I am reading The TTY demystified. In the "Jobs and sessions" section there is an example of a user using an xterm:
$ cat
hello
hello
^Z
[1]+ Stopped cat
$ ls | sort
And there is a table listing the processes involved: xterm, bash (child of the xterm), and the three last processes (cat, ls and sort) all have the same PPID (parent process ID) -- they are all children of the same bash process.
Now, I know that pipelines in bash are executed in subshells. I have always thought that this subshell thing meant that there was an extra bash process for each subshell. My question is: shouldn't there be another two bash processes, both children of the first bash, and then ls would be a child of the first bash, and sort would be a child of the second bash? Is the table in the article simplified, or is my understanding of subshells wrong?
Programs are executed in child processes, but these are not subshells. The shell forks a child, redirects standard input/output/error as necessary, and then immediately calls execv() to execute the program.

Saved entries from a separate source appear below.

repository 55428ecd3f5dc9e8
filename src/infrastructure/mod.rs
//! Infrastructure layer for external integrations.
//!
//! Implements the storage contracts defined by the domain layer.
//!
//! - [`persistence`] - SQLite repository implementation

pub mod persistence;
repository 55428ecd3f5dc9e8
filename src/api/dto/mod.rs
//! Data Transfer Objects for API requests and responses.

pub mod health;
pub mod shorten;
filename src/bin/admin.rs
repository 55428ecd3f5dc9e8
//! CLI administration tool for tinylink.
//!
//! Talks to the same SQLite store as the server, without going through HTTP.
//!
//! # Usage
//!
//! ```bash
//! # Shorten a URL
//! cargo run --bin admin -- shorten https://example.com
//!
//! # Look up a token
//! cargo run --bin admin -- resolve 1b4e28ba
//!
//! # Check database health and pool counters
//! cargo run --bin admin -- health
//! ```
//!
//! # Environment Variables
//!
//! Same as the server; `DATABASE_URL` (or `DB_URL`) is required.

use tinylink::config;
use tinylink::prelude::*;
use tinylink::server::open_store;
use tinylink::state::SqliteLinkService;

use anyhow::Result;
use clap::{Parser, Subcommand};
use colored::*;

/// CLI tool for managing tinylink.
#[derive(Parser)]
#[command(name = "admin")]
#[command(author, version, about, long_about = None)]
struct Cli {
    #[command(subcommand)]
    command: Commands,
}

/// Top-level commands.
#[derive(Subcommand)]
enum Commands {
    /// Store a URL and print its token
    Shorten {
        /// URL to shorten (stored verbatim)
        url: String,
    },

    /// Print the URL stored for a token
    Resolve {
        /// Short token
        token: String,
    },

    /// Check database connection and pool counters
    Health,
}

#[tokio::main]
async fn main() -> Result<()> {
    dotenvy::dotenv().ok();

    let cli = Cli::parse();
    let config = config::load_from_env()?;
    let service = open_store(&config).await?;

    let outcome = match cli.command {
        Commands::Shorten { url } => shorten(&service, url).await,
        Commands::Resolve { token } => resolve(&service, &token).await,
        Commands::Health => {
            health(&service).await;
            Ok(())
        }
    };

    service.close().await;
    outcome
}

async fn shorten(service: &SqliteLinkService, url: String) -> Result<()> {
    let created = service.create_short_url(url).await?;

    println!("{}", "Short URL created".green().bold());
    println!("  Token:    {}", created.short_url.bright_yellow().bold());
    println!("  Target:   {}", created.original_url.cyan());
    println!("  ID:       {}", created.id.to_string().bright_black());
    println!(
        "  Created:  {}",
        created
            .created_at
            .format("%Y-%m-%d %H:%M:%S")
            .to_string()
            .bright_black()
    );

    Ok(())
}

async fn resolve(service: &SqliteLinkService, token: &str) -> Result<()> {
    match service.resolve(token).await {
        Ok(url) => {
            println!("{} -> {}", token.bright_yellow(), url.cyan());
            Ok(())
        }
        Err(e) if e.is_not_found() => {
            println!("{}", format!("No URL stored for '{}'", token).yellow());
            Ok(())
        }
        Err(e) => Err(e.into()),
    }
}

/// Prints the health verdict.
///
/// ```text
/// Database: UP
///   It's healthy
///   open=1 in_use=0 idle=1 wait_count=0 wait_duration=0ns idle_closed=0 lifetime_closed=0
/// ```
async fn health(service: &SqliteLinkService) {
    match service.health().await {
        DatabaseHealth::Up { stats, message } => {
            println!("Database: {}", "UP".green().bold());
            println!("  {}", message);
            println!(
                "  open={} in_use={} idle={} wait_count={} wait_duration={:?} idle_closed={} lifetime_closed={}",
                stats.open_connections,
                stats.in_use,
                stats.idle,
                stats.wait_count,
                stats.wait_duration,
                stats.max_idle_closed,
                stats.max_lifetime_closed
            );
        }
        DatabaseHealth::Down { error } => {
            println!("Database: {}", "DOWN".red().bold());
            println!("  {}", error.red());
        }
    }
}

For a very brief period the child process is still running bash, but we don't consider this a subshell because it's not doing any shell command processing -- that was all done in the original shell, and the child is just starting up the external program (as if via an explicit exec for commands like ls).
In the case of a pipeline, if any of the commands are shell built-ins, they run in a subshell. So if you do:
ls | read var
it will create two child processes. One child will run ls, the other will be a subshell executing read var.
Invoking an executable, whether directly or via a pipe, does not spawn a subshell. Only explicitly invoking it within a subshell (via (...), $(...), and so on) does so.